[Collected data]
☆ ☆ ☆ ☆ ☆ ☆ ☆

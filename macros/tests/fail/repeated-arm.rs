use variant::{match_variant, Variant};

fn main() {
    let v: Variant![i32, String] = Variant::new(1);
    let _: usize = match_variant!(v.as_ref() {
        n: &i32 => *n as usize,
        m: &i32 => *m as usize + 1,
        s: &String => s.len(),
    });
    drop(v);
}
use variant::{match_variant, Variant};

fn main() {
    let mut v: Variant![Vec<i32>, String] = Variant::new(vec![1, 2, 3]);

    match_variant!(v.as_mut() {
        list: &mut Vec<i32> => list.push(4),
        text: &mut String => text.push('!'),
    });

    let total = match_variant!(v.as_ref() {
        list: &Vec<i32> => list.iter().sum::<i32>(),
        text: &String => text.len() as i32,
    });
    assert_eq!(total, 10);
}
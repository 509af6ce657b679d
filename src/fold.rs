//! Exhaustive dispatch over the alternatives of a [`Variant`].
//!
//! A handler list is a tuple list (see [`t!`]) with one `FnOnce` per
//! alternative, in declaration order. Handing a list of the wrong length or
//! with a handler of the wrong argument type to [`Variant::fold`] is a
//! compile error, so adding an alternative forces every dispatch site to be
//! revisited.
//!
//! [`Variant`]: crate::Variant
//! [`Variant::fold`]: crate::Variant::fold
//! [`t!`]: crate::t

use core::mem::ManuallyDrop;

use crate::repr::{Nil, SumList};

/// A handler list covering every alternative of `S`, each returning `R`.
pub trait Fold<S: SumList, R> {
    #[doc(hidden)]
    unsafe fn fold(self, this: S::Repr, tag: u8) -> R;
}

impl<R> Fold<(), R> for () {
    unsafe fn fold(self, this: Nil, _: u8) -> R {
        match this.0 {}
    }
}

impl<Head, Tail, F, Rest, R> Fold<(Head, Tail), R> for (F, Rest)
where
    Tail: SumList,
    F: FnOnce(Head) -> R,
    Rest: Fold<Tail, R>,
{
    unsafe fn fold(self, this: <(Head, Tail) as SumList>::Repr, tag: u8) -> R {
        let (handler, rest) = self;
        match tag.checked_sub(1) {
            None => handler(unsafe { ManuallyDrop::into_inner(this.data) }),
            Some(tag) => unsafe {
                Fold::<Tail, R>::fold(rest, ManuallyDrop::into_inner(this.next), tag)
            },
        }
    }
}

☆ ☆ ☆ ☆ ☆ ☆ ☆

Action item ▸
All that is wanted is an exact copy of the lines above from the one with "pub trait Fold<S: SumList, R>" through the one with "unsafe fn fold(self, this: <(Head, Tail)", with both ends included.

Answer area ▸
pub trait Fold<S: SumList, R> {
    #[doc(hidden)]
    unsafe fn fold(self, this: S::Repr, tag: u8) -> R;
}

impl<R> Fold<(), R> for () {
    unsafe fn fold(self, this: Nil, _: u8) -> R {
        match this.0 {}
    }
}

impl<Head, Tail, F, Rest, R> Fold<(Head, Tail), R> for (F, Rest)
where
    Tail: SumList,
    F: FnOnce(Head) -> R,
    Rest: Fold<Tail, R>,
{
    unsafe fn fold(self, this: <(Head, Tail) as SumList>::Repr, tag: u8) -> R {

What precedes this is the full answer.